Filter out all lines without the word "shutdown" from the data below, please, and copy the rest.

MATERIAL PROVIDED:

————————

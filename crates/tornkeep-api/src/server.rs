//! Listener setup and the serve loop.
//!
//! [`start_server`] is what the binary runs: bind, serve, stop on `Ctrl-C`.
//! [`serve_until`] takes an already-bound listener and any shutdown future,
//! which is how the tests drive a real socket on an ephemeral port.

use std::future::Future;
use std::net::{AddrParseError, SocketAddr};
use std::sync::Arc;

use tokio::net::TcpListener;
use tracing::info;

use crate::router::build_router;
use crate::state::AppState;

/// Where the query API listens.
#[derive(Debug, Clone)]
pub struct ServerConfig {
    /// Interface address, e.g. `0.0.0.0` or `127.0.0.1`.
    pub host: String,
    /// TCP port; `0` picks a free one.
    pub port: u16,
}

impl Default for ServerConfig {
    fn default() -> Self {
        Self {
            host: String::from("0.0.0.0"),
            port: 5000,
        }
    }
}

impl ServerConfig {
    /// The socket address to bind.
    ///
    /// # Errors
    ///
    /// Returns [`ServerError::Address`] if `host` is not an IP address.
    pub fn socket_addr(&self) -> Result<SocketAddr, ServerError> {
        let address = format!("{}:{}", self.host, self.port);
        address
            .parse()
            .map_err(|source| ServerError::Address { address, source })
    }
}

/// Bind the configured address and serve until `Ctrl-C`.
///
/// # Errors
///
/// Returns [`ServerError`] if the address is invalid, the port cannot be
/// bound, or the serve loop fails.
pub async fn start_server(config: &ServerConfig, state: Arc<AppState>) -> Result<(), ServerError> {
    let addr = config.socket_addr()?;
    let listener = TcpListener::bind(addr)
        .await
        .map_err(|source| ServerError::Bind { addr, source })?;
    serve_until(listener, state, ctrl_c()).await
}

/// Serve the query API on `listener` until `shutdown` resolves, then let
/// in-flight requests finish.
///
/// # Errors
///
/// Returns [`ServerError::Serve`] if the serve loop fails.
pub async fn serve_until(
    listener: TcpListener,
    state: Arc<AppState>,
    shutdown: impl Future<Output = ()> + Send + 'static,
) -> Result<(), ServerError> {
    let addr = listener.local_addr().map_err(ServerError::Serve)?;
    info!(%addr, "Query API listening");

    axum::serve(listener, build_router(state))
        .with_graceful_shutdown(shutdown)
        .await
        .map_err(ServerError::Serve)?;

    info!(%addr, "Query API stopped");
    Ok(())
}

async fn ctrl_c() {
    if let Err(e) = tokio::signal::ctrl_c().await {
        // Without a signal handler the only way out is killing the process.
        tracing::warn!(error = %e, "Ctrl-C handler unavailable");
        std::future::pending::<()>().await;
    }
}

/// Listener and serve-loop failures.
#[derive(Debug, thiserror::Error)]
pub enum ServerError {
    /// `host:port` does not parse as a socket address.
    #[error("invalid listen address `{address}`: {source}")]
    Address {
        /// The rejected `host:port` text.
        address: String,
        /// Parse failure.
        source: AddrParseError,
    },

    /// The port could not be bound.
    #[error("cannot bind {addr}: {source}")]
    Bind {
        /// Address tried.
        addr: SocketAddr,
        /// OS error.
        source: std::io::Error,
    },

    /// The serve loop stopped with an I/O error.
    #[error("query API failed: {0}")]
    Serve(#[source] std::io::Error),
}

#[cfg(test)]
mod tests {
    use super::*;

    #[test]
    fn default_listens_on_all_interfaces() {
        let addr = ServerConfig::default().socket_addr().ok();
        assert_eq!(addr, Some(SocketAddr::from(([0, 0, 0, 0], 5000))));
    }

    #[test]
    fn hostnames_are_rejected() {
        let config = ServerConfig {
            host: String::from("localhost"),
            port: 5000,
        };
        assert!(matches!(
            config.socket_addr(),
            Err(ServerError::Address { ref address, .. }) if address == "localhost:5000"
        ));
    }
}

————————

SOLUTION TO THE PROBLEM:
//! [`serve_until`] takes an already-bound listener and any shutdown future,
/// Serve the query API on `listener` until `shutdown` resolves, then let
    shutdown: impl Future<Output = ()> + Send + 'static,
        .with_graceful_shutdown(shutdown)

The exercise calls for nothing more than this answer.